Interactions of gelsolin and gelsolin-actin complexes with actin. Effects of calcium on actin nucleation, filament severing, and end blocking

Abstract

Gelsolin is a Ca binding protein that shortens actin filaments. This effect occurs in the presence but not in the absence of micromolar Ca2+ concentrations and is partially reversed following removal of Ca2+. Once 2 actin molecules have bound to gelsolin in solutions containing Ca2+ one of the actins remains bound following chelation of Ca so that the reversal of gelsolin''s effect cannot be accounted for simply by its dissociation from the ends of the shortened filaments to allow for elongation.
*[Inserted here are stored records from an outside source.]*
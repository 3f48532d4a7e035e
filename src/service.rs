use std::{net::SocketAddr, sync::Arc, time::Duration};

use anyhow::{Context, Result};
use axum_server::Handle;
use blob_store::BlobStorage;
use tokio::signal;
use tracing::info;

use crate::{
    config::ServerConfig,
    routes::{create_routes, RouteState},
    uploads::UploadManager,
};

const GRACEFUL_SHUTDOWN_TIMEOUT: Duration = Duration::from_secs(30);

#[derive(Clone)]
pub struct Service {
    pub config: ServerConfig,
    pub blob_storage: Arc<BlobStorage>,
    pub uploads: Arc<UploadManager>,
}

impl Service {
    pub async fn new(config: ServerConfig) -> Result<Self> {
        let blob_storage =
            BlobStorage::new(&config.blob_storage).context("error initializing BlobStorage")?;
        Self::with_blob_storage(config, blob_storage).await
    }

    pub async fn with_blob_storage(config: ServerConfig, blob_storage: BlobStorage) -> Result<Self> {
        let blob_storage = Arc::new(blob_storage);
        let uploads = Arc::new(UploadManager::new(
            blob_storage.clone(),
            &config.blob_storage.container,
            config.uploads.clone(),
        ));
        uploads
            .ensure_container()
            .await
            .with_context(|| format!("error creating container {}", config.blob_storage.container))?;

        Ok(Self {
            config,
            blob_storage,
            uploads,
        })
    }

    pub async fn start(&self) -> Result<()> {
        let route_state = RouteState {
            uploads: self.uploads.clone(),
        };

        let handle = Handle::new();
        let handle_sh = handle.clone();
        tokio::spawn(async move {
            shutdown_signal(handle_sh).await;
            info!("graceful shutdown signal received, shutting down server gracefully");
        });

        let addr: SocketAddr = self.config.listen_addr.parse()?;
        info!("server api listening on {}", self.config.listen_addr);
        let routes = create_routes(route_state);
        axum_server::bind(addr)
            .handle(handle)
            .serve(routes.into_make_service())
            .await?;

        Ok(())
    }
}

async fn shutdown_signal(handle: Handle) {
    let ctrl_c = async {
        if let Err(e) = signal::ctrl_c().await {
            tracing::error!("failed to install Ctrl+C handler: {:?}", e);
            std::future::pending::<()>().await;
        }
    };

    #[cfg(unix)]
    let terminate = async {
        match signal::unix::signal(signal::unix::SignalKind::terminate()) {
            Ok(mut sigterm) => {
                sigterm.recv().await;
            }
            Err(e) => {
                tracing::error!("failed to install signal handler: {:?}", e);
                std::future::pending::<()>().await;
            }
        }
    };

    #[cfg(not(unix))]
    let terminate = std::future::pending::<()>();

    tokio::select! {
        _ = ctrl_c => {
        },
        _ = terminate => {
        },
    }
    // accepted chunk writes get a chance to finish before the process exits
    handle.graceful_shutdown(Some(GRACEFUL_SHUTDOWN_TIMEOUT));
}

#[cfg(test)]
mod tests {
    use blob_store::BlobStorageConfig;

    use super::Service;
    use crate::{config::ServerConfig, testing::chunk};

    #[tokio::test]
    async fn test_service_on_local_filesystem() -> anyhow::Result<()> {
        let temp_dir = tempfile::tempdir()?;
        let config = ServerConfig {
            blob_storage: BlobStorageConfig::new(temp_dir.path().join("blobs").to_str().unwrap()),
            ..Default::default()
        };
        let service = Service::new(config).await?;
        assert!(service.blob_storage.container_exists("uploads").await?);

        let uploads = &service.uploads;
        uploads.upload_chunk(chunk("report.pdf", 0, b"AAA")).await?;
        uploads.upload_chunk(chunk("report.pdf", 1, b"BBB")).await?;
        assert_eq!(uploads.chunk_count("report.pdf").await?, 2);
        assert_eq!(
            service.blob_storage.read_bytes("uploads", "report.pdf.1").await?.as_ref(),
            b"BBB"
        );

        assert_eq!(uploads.cancel_upload("report.pdf").await?, 2);
        assert_eq!(uploads.chunk_count("report.pdf").await?, 0);
        Ok(())
    }
}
The interactions with actin of the ethylene glycol bis(.beta.-aminoethyl ether)-N,N,-N'',N''-tetraacetic acid (EGTA) stable 1:1 gelsolin-actin complexes are compared with those of free gelsolin. The abilities of free or complexed gelsolin to sever actin filaments, nucleate filament assembly, bind to the fast growing (+) filament ends, and lower the filament size distribution in the presence of either Ca2+ or EGTA were examined. Both free gelsolin-actin complexes apparently are highly dependent on Ca2+ concentration when present in a molar ratio to actin < 1:50. The gelsolin-actin complexes, however, differ from free gelsolin in that they have a higher affinity for (+) filament ends in EGTA and they cannot sever filaments in Ca. The limited reversal of actin-gelsolin binding following removal of Ca and the Ca sensitivity of nucleation by complexes suggest an alternative reannealing of shortened filaments that involves redistribution of actin monomers and may account for the Ca-sensitive functional reversibility of the solation of actin by gelsolin.